__EXTRACTED MATERIAL__:
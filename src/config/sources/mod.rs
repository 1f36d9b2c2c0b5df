//! Configuration sources layered on top of the defaults.

pub mod config_file;
pub mod environment;
//! Orchestrator path selection and fallback behaviour

use crate::integration::test_utils::{
    article_reply, disabled_config, enabled_config, gemini_envelope, serve_once, Script,
    ScriptedProvider,
};
use seo_writer::orchestrator::{ArticleGenerator, ArticleSource, GenerationPath};
use seo_writer::quality::word_count;
use seo_writer::simulator;
use seo_writer::types::{ArticleType, GenerationRequest};
use std::sync::atomic::Ordering;
use std::time::Duration;

fn probiotics_request() -> GenerationRequest {
    GenerationRequest::new("probiotics", "Probiotics Guide", ArticleType::Supporting).unwrap()
}

#[tokio::test]
async fn unconfigured_provider_is_never_called() {
    let (provider, calls) = ScriptedProvider::boxed(Script::Reply(article_reply(
        "Probiotics Guide",
        "probiotics",
        3,
    )));
    let generator = ArticleGenerator::with_provider(&disabled_config(), provider);
    assert_eq!(generator.initial_path(), GenerationPath::SimulatorFallback);

    let outcome = generator.generate(&probiotics_request()).await;

    assert_eq!(calls.load(Ordering::SeqCst), 0);
    assert_eq!(outcome.source, ArticleSource::Simulator);
    let payload = outcome.payload;
    assert_eq!(payload.title, "Probiotics Guide");
    assert_eq!(word_count(&payload.content), 1200);
    assert_eq!(payload.faqs.len(), 3);
    assert_eq!(payload.json_ld["keywords"], "probiotics");
}

#[tokio::test]
async fn selector_other_than_gemini_stays_on_simulator() {
    let mut config = enabled_config();
    config.provider.selector = Some("openai".to_string());
    let (provider, calls) = ScriptedProvider::boxed(Script::Reply("{}".to_string()));
    let generator = ArticleGenerator::with_provider(&config, provider);

    let outcome = generator.generate(&probiotics_request()).await;
    assert_eq!(calls.load(Ordering::SeqCst), 0);
    assert_eq!(outcome.source, ArticleSource::Simulator);
}

#[tokio::test]
async fn valid_reply_is_returned_as_is() {
    let (provider, calls) = ScriptedProvider::boxed(Script::Reply(format!(
        "```json\n{}\n```",
        article_reply("Provider Title", "probiotics", 4)
    )));
    let generator = ArticleGenerator::with_provider(&enabled_config(), provider);

    let outcome = generator.generate(&probiotics_request()).await;

    assert_eq!(calls.load(Ordering::SeqCst), 1);
    assert_eq!(outcome.source, ArticleSource::External);
    assert_eq!(outcome.payload.title, "Provider Title");
    assert_eq!(outcome.payload.meta_description, "All about probiotics");
    assert_eq!(outcome.payload.faqs.len(), 4);
    assert!(outcome.payload.content.contains("Provider body"));
}

#[tokio::test]
async fn reply_without_content_falls_back_once() {
    let (provider, calls) = ScriptedProvider::boxed(Script::Reply(
        "Sure! Here's your article: {\"title\": \"X\"}".to_string(),
    ));
    let generator = ArticleGenerator::with_provider(&enabled_config(), provider);

    let request = probiotics_request();
    let outcome = generator.generate(&request).await;

    assert_eq!(calls.load(Ordering::SeqCst), 1);
    assert_eq!(outcome.source, ArticleSource::Simulator);
    assert_eq!(outcome.payload.title, "Probiotics Guide");
    assert_eq!(
        outcome.payload,
        simulator::simulate("probiotics", "Probiotics Guide", ArticleType::Supporting)
    );
}

#[tokio::test]
async fn transport_failure_is_not_retried() {
    for script in [Script::Status(500), Script::Status(429), Script::Empty] {
        let (provider, calls) = ScriptedProvider::boxed(script);
        let generator = ArticleGenerator::with_provider(&enabled_config(), provider);

        let outcome = generator.generate(&probiotics_request()).await;

        assert_eq!(calls.load(Ordering::SeqCst), 1);
        assert_eq!(outcome.source, ArticleSource::Simulator);
        assert!(outcome.payload.satisfies_invariants(ArticleType::Supporting));
    }
}

#[tokio::test(start_paused = true)]
async fn hung_provider_times_out_to_simulator() {
    let mut config = enabled_config();
    config.provider.timeout_secs = 5;
    let (provider, calls) = ScriptedProvider::boxed(Script::Hang(Duration::from_secs(3600)));
    let generator = ArticleGenerator::with_provider(&config, provider);

    let started = tokio::time::Instant::now();
    let outcome = generator.generate(&probiotics_request()).await;
    let elapsed = started.elapsed();

    assert_eq!(calls.load(Ordering::SeqCst), 1);
    assert_eq!(outcome.source, ArticleSource::Simulator);
    assert!(elapsed >= Duration::from_secs(5));
    assert!(elapsed < Duration::from_secs(3600));
}

#[tokio::test(start_paused = true)]
async fn simulator_latency_is_applied() {
    let mut config = disabled_config();
    config.simulator.latency_ms = 600;
    let generator = ArticleGenerator::new(&config);

    let started = tokio::time::Instant::now();
    let payload = generator.generate_article(&probiotics_request()).await;

    assert!(started.elapsed() >= Duration::from_millis(600));
    assert_eq!(payload.faqs.len(), 3);
}

#[tokio::test]
async fn short_faq_list_is_topped_up() {
    let (provider, _calls) = ScriptedProvider::boxed(Script::Reply(article_reply(
        "Kefir Handbook",
        "kefir",
        1,
    )));
    let generator = ArticleGenerator::with_provider(&enabled_config(), provider);
    let request = GenerationRequest::new("kefir", "Kefir Handbook", ArticleType::Pillar).unwrap();

    let outcome = generator.generate(&request).await;

    assert_eq!(outcome.source, ArticleSource::External);
    assert_eq!(outcome.payload.faqs.len(), 5);
    assert_eq!(
        outcome.payload.faqs[0].question,
        "Provider question 1 about kefir?"
    );
}

#[tokio::test]
async fn concurrent_requests_are_independent() {
    let generator = ArticleGenerator::new(&disabled_config());
    let kefir = GenerationRequest::new("kefir", "Kefir", ArticleType::Pillar).unwrap();
    let fiber = GenerationRequest::new("fiber", "Fiber", ArticleType::Supporting).unwrap();

    let (a, b) = tokio::join!(generator.generate(&kefir), generator.generate(&fiber));

    assert_eq!(a.payload.json_ld["keywords"], "kefir");
    assert_eq!(a.payload.faqs.len(), 5);
    assert_eq!(b.payload.json_ld["keywords"], "fiber");
    assert_eq!(b.payload.faqs.len(), 3);
}

#[tokio::test]
async fn gemini_round_trip_through_local_server() {
    let text = article_reply("Live Title", "probiotics", 3);
    let (endpoint, server) = serve_once(200, gemini_envelope(&text)).await;

    let mut config = enabled_config();
    config.provider.endpoint = Some(endpoint);
    let generator = ArticleGenerator::new(&config);
    assert!(generator.provider_status().has_endpoint);

    let outcome = generator.generate(&probiotics_request()).await;
    let request = server.await.unwrap();

    assert_eq!(outcome.source, ArticleSource::External);
    assert_eq!(outcome.payload.title, "Live Title");
    assert!(request.contains("probiotics"));
}

#[tokio::test]
async fn gemini_server_error_falls_back() {
    let (endpoint, server) = serve_once(500, "{\"error\":\"boom\"}".to_string()).await;

    let mut config = enabled_config();
    config.provider.endpoint = Some(endpoint);
    let generator = ArticleGenerator::new(&config);

    let outcome = generator.generate(&probiotics_request()).await;
    server.await.unwrap();

    assert_eq!(outcome.source, ArticleSource::Simulator);
    assert_eq!(outcome.payload.faqs.len(), 3);
}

__WHAT YOU NEED TO DO__:
Where the string "contains" occurs in a line of the material above, copy the whole line.

__ANSWER SECTION__:
    assert!(outcome.payload.content.contains("Provider body"));
    assert!(request.contains("probiotics"));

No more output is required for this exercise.